Prezes i założyciel Yardeni Research, obniżył tegoroczną prognozę dla indeksu S&P 500 do 2900 pkt z 3100 poprzednio. W jego opinii, dynamika wzrostu zysków zwolni bardziej niż oczekiwano, a firmy w przyszłym roku zarobią średnio 170 USD za akcję, a nie 178,30 USD jak szacują analitycy.

Yardeni dołączył do innych strategów ostrożnie podchodzących do amerykańskich akcji. Indeks S&P 500 stoi na progu drugiej korekty w tym roku, o zasięgu około 10 proc.
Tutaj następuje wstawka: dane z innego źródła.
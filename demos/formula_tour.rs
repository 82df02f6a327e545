use fieldcalc::prelude::*;

fn main() -> Result<(), FieldcalcError> {
    // Petroleum screening numbers for a light crude producer.
    let api = api_gravity(0.85)?; // SG at 60°F
    let gor = gor_from_rates(500_000.0, 1_000.0)?; // scf/d over STB/d
    let rate = darcy_flow_rate(100.0, 500.0, 200.0, 2.0, 50.0, 1.25)?;
    println!("API gravity:      {:.2} deg", api);
    println!("GOR:              {:.1} scf/STB", gor);
    println!("Darcy flow rate:  {:.2} STB/d", rate);

    // Plant-side electrical checks.
    let load = three_phase_power_kw(400.0, 10.0, 0.9)?;
    let eta = motor_efficiency(7.5, 9.2)?;
    println!("3-phase load:     {:.4} kW", load);
    println!("Motor efficiency: {:.3}", eta);

    // Line quality and demand forecasting.
    let effectiveness = oee(0.92, 0.88, 0.97)?;
    let defects = defect_rate(3.0, 1_000.0)?;
    let score = z_score(85.0, 70.0, 10.0)?;
    let forecast = exponential_smoothing(100.0, 120.0, 0.3)?;
    println!("OEE:              {:.4}", effectiveness);
    println!("Defect rate:      {:.4}", defects);
    println!("z-score:          {:.2}", score);
    println!("Next forecast:    {:.1}", forecast);

    // NPV of one project across a discount-rate sweep.
    let cashflows = [-1_000.0, 300.0, 420.0, 680.0];
    println!("rate, npv");
    for rate in [0.0, 0.05, 0.08, 0.12, 0.2] {
        println!("{:.2}, {:.2}", rate, npv(rate, &cashflows)?);
    }

    // Returns on the same project, plus interest on the idle capital.
    println!("ROI:              {:.4}", roi(1_400.0, 1_000.0)?);
    println!("Simple interest:  {:.2}", simple_interest(1_000.0, 18, 0.05));
    Ok(())
}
Wzrost niestabilności rynku to rezultat obaw związanych z napięciami w handlu i bardziej jastrzębią polityką Rezerwy Federalnej.
Zmniejszona prognoza Yardeni stanowi 10-procentowy wzrost wskaźnika S&P 500 wobec poniedziałkowego zamknięcia, które miało miejsce na poziomie 2 641,25 pkt. Mediana prognoz analityków zakłada, że indeks zakończy rok 2018 na poziomie 2,956 pkt.
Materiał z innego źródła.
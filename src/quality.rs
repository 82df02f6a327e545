//! Manufacturing quality metrics.

use crate::errors::DomainError;
use crate::math::{in_unit_interval, Scalar};

/// Computes overall equipment effectiveness.
///
/// OEE = availability · performance · quality with every factor a decimal
/// in `[0, 1]`. Fails on the first factor outside that range.
pub fn oee(availability: Scalar, performance: Scalar, quality: Scalar) -> Result<Scalar, DomainError> {
    if !in_unit_interval(availability) {
        return Err(DomainError::unit_interval("availability"));
    }
    if !in_unit_interval(performance) {
        return Err(DomainError::unit_interval("performance"));
    }
    if !in_unit_interval(quality) {
        return Err(DomainError::unit_interval("quality"));
    }
    Ok(availability * performance * quality)
}

/// Computes the defect rate as defects per unit produced.
///
/// Fails when `total_units` is not strictly positive or `defects` is
/// negative.
pub fn defect_rate(defects: Scalar, total_units: Scalar) -> Result<Scalar, DomainError> {
    if total_units <= 0.0 {
        return Err(DomainError::positive("total_units"));
    }
    if defects < 0.0 {
        return Err(DomainError::non_negative("defects"));
    }
    Ok(defects / total_units)
}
Wierzymy, że mimo strasznego występu w październiku, byki wciąż żyjąca parkiecie - napisał Yardeni w notatce dla klientów. Dodał jednak, że „…uzyskanie aż do 3100 pkt do końca roku z ostatnich poziomów około 2600 może być trudnym zadaniem"
Do poniedziałku włącznie indeks S&P 500 spadł w październiku o prawie 9 proc. co jest najgorszym miesięcznym wynikiem od lutego 2009 r.